#### [Instructions to follow]
In the records below, find each line holding the word "matches" and copy it.

#### [Listed records]
----

#[cfg(test)]
mod tests {
    use super::*;
    use crate::game::content::StaticContent;
    use crate::game::events::NotificationKind;
    use crate::runtime::notify::ChannelSink;
    use std::time::Duration;
    use tokio::sync::mpsc;

    fn create_test_engine(
        config: ClickerConfig,
    ) -> (ClickerEngine, mpsc::UnboundedReceiver<Notification>) {
        let (sink, rx) = ChannelSink::new();
        let engine = ClickerEngine::with_rng(
            [7; 16],
            config,
            Arc::new(StaticContent::builtin(Utc::now())),
            Arc::new(sink),
            NonceRng::new(99),
        );
        (engine, rx)
    }

    fn center() -> PointerEvent {
        SurfaceRect::BUTTON.center()
    }

    async fn settle() {
        for _ in 0..10 {
            tokio::task::yield_now().await;
        }
    }

    fn drain(rx: &mut mpsc::UnboundedReceiver<Notification>) -> Vec<Notification> {
        let mut out = Vec::new();
        while let Ok(n) = rx.try_recv() {
            out.push(n);
        }
        out
    }

    #[tokio::test(start_paused = true)]
    async fn test_click_updates_counters() {
        let (engine, _rx) = create_test_engine(ClickerConfig::default());

        let report = engine.click(center(), SurfaceRect::BUTTON).await.unwrap();
        assert_eq!(report.outcome.added, 1);
        assert_eq!(report.particle.x, 128.0);
        assert_eq!(report.particle.label, "+1");

        let snapshot = engine.snapshot().await;
        assert_eq!(snapshot.clicks, 1);
        assert_eq!(snapshot.total_clicks, 1);
        assert_eq!(snapshot.happiness, 1);
        assert_eq!(snapshot.particles.len(), 1);
    }

    #[tokio::test(start_paused = true)]
    async fn test_particle_removed_exactly_at_lifetime() {
        let (engine, _rx) = create_test_engine(ClickerConfig::default());

        let report = engine.click(center(), SurfaceRect::BUTTON).await.unwrap();
        let id = report.particle.id;
        assert!(engine.has_particle(id).await);

        tokio::time::sleep(Duration::from_millis(999)).await;
        settle().await;
        assert!(engine.has_particle(id).await, "removed before its lifetime");

        tokio::time::sleep(Duration::from_millis(1)).await;
        settle().await;
        assert!(!engine.has_particle(id).await, "still live after its lifetime");
        assert_eq!(engine.pending_timers().await, 0);
    }

    #[tokio::test(start_paused = true)]
    async fn test_particles_expire_independently() {
        let (engine, _rx) = create_test_engine(ClickerConfig::default());

        let first = engine.click(center(), SurfaceRect::BUTTON).await.unwrap().particle.id;
        tokio::time::sleep(Duration::from_millis(500)).await;
        let second = engine.click(center(), SurfaceRect::BUTTON).await.unwrap().particle.id;
        assert_ne!(first, second);
        assert_eq!(engine.particle_count().await, 2);

        tokio::time::sleep(Duration::from_millis(500)).await;
        settle().await;
        assert!(!engine.has_particle(first).await);
        assert!(engine.has_particle(second).await);

        tokio::time::sleep(Duration::from_millis(500)).await;
        settle().await;
        assert_eq!(engine.particle_count().await, 0);
    }

    #[tokio::test(start_paused = true)]
    async fn test_milestone_toast_once_per_qualifying_click() {
        let (engine, mut rx) = create_test_engine(ClickerConfig::default());

        for _ in 0..49 {
            engine.click(center(), SurfaceRect::BUTTON).await.unwrap();
        }
        assert!(drain(&mut rx).is_empty());

        engine.click(center(), SurfaceRect::BUTTON).await.unwrap();
        let toasts = drain(&mut rx);
        assert_eq!(toasts.len(), 1);
        assert_eq!(toasts[0].message, "Отличная работа! 50 кликов!");
        assert_eq!(toasts[0].duration_ms, 2000);

        engine.click(center(), SurfaceRect::BUTTON).await.unwrap();
        assert!(drain(&mut rx).is_empty());
    }

    #[tokio::test(start_paused = true)]
    async fn test_end_to_end_scenario() {
        let (engine, mut rx) = create_test_engine(ClickerConfig::default());

        for _ in 0..50 {
            engine.click(center(), SurfaceRect::BUTTON).await.unwrap();
        }
        let snapshot = engine.snapshot().await;
        assert_eq!((snapshot.clicks, snapshot.total_clicks, snapshot.happiness), (50, 50, 50));
        assert_eq!(drain(&mut rx).len(), 1);

        assert_eq!(engine.increase_power().await.unwrap(), 2);
        let toasts = drain(&mut rx);
        assert_eq!(toasts[0].message, "Сила клика увеличена до 2!");

        engine.click(center(), SurfaceRect::BUTTON).await.unwrap();
        let snapshot = engine.snapshot().await;
        assert_eq!((snapshot.clicks, snapshot.total_clicks, snapshot.happiness), (52, 52, 52));
        assert!(drain(&mut rx).is_empty());

        engine.reset().await.unwrap();
        let snapshot = engine.snapshot().await;
        assert_eq!(snapshot.clicks, 0);
        assert_eq!(snapshot.happiness, 0);
        assert_eq!(snapshot.total_clicks, 52);
        assert_eq!(snapshot.click_power, 2);

        let toasts = drain(&mut rx);
        assert_eq!(toasts.len(), 1);
        assert_eq!(toasts[0].kind, NotificationKind::Info);
    }

    #[tokio::test(start_paused = true)]
    async fn test_events_broadcast() {
        let (engine, _rx) = create_test_engine(ClickerConfig::default());
        let mut events = engine.subscribe();

        let id = engine.click(center(), SurfaceRect::BUTTON).await.unwrap().particle.id;
        assert!(matches!(events.recv().await.unwrap(), EngineEvent::Clicked { clicks: 1, .. }));
        assert!(matches!(
            events.recv().await.unwrap(),
            EngineEvent::ParticleSpawned { id: spawned, .. } if spawned == id
        ));

        tokio::time::sleep(Duration::from_millis(1000)).await;
        assert_eq!(events.recv().await.unwrap(), EngineEvent::ParticleRemoved { id });
    }

    #[tokio::test(start_paused = true)]
    async fn test_bounded_particles_evict_oldest() {
        let config = ClickerConfig {
            max_live_particles: Some(2),
            ..Default::default()
        };
        let (engine, _rx) = create_test_engine(config);
        let mut events = engine.subscribe();

        let first = engine.click(center(), SurfaceRect::BUTTON).await.unwrap().particle.id;
        engine.click(center(), SurfaceRect::BUTTON).await.unwrap();
        engine.click(center(), SurfaceRect::BUTTON).await.unwrap();

        assert_eq!(engine.particle_count().await, 2);
        assert!(!engine.has_particle(first).await);

        let mut removed = Vec::new();
        while let Ok(event) = events.try_recv() {
            if let EngineEvent::ParticleRemoved { id } = event {
                removed.push(id);
            }
        }
        assert_eq!(removed, vec![first]);

        // The evicted particle's timer must not report it a second time
        tokio::time::sleep(Duration::from_millis(1000)).await;
        settle().await;
        let mut removed_later = Vec::new();
        while let Ok(event) = events.try_recv() {
            if let EngineEvent::ParticleRemoved { id } = event {
                removed_later.push(id);
            }
        }
        assert_eq!(removed_later.len(), 2);
        assert!(!removed_later.contains(&first));
    }

    #[tokio::test(start_paused = true)]
    async fn test_shutdown_cancels_pending_timers() {
        let (engine, _rx) = create_test_engine(ClickerConfig::default());
        let mut events = engine.subscribe();

        for _ in 0..5 {
            engine.click(center(), SurfaceRect::BUTTON).await.unwrap();
        }
        assert_eq!(engine.pending_timers().await, 5);

        engine.shutdown().await;
        assert!(engine.is_shut_down().await);
        assert_eq!(engine.pending_timers().await, 0);
        assert_eq!(engine.particle_count().await, 0);

        // Drain click events, then make sure no timer fires afterwards
        while events.try_recv().is_ok() {}
        tokio::time::sleep(Duration::from_millis(2000)).await;
        settle().await;
        assert!(events.try_recv().is_err());

        assert_eq!(
            engine.click(center(), SurfaceRect::BUTTON).await.unwrap_err(),
            EngineError::ShutDown
        );
        assert_eq!(engine.increase_power().await.unwrap_err(), EngineError::ShutDown);
        assert_eq!(engine.reset().await.unwrap_err(), EngineError::ShutDown);

        // Second shutdown is a no-op
        engine.shutdown().await;
    }

    #[tokio::test(flavor = "multi_thread", worker_threads = 4)]
    async fn test_shutdown_racing_clicks_leaves_no_timers() {
        for _ in 0..20 {
            let (engine, _rx) = create_test_engine(ClickerConfig::default());
            let engine = Arc::new(engine);

            let mut clicks = JoinSet::new();
            for _ in 0..16 {
                let engine = Arc::clone(&engine);
                clicks.spawn(async move {
                    for _ in 0..8 {
                        if engine.click(center(), SurfaceRect::BUTTON).await.is_err() {
                            break;
                        }
                        tokio::task::yield_now().await;
                    }
                });
            }
            tokio::task::yield_now().await;
            engine.shutdown().await;
            while clicks.join_next().await.is_some() {}

            assert!(engine.is_shut_down().await);
            assert_eq!(engine.pending_timers().await, 0);
            assert_eq!(engine.particle_count().await, 0);
        }
    }

    #[tokio::test(start_paused = true)]
    async fn test_custom_lifetime() {
        let config = ClickerConfig {
            particle_lifetime: Duration::from_millis(200),
            ..Default::default()
        };
        let (engine, _rx) = create_test_engine(config);
        assert_eq!(engine.config().particle_lifetime, Duration::from_millis(200));

        let id = engine.click(center(), SurfaceRect::BUTTON).await.unwrap().particle.id;
        tokio::time::sleep(Duration::from_millis(200)).await;
        settle().await;
        assert!(!engine.has_particle(id).await);
    }

    #[tokio::test]
    async fn test_engine_identity() {
        let (engine, _rx) = create_test_engine(ClickerConfig::default());
        assert_eq!(engine.id(), &[7; 16]);
        assert_eq!(engine.id_string(), "07070707-0707-0707-0707-070707070707");
        assert_eq!(engine.content().leaders().len(), 5);
    }
}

----

#### [Reply]
        assert!(matches!(events.recv().await.unwrap(), EngineEvent::Clicked { clicks: 1, .. }));
        assert!(matches!(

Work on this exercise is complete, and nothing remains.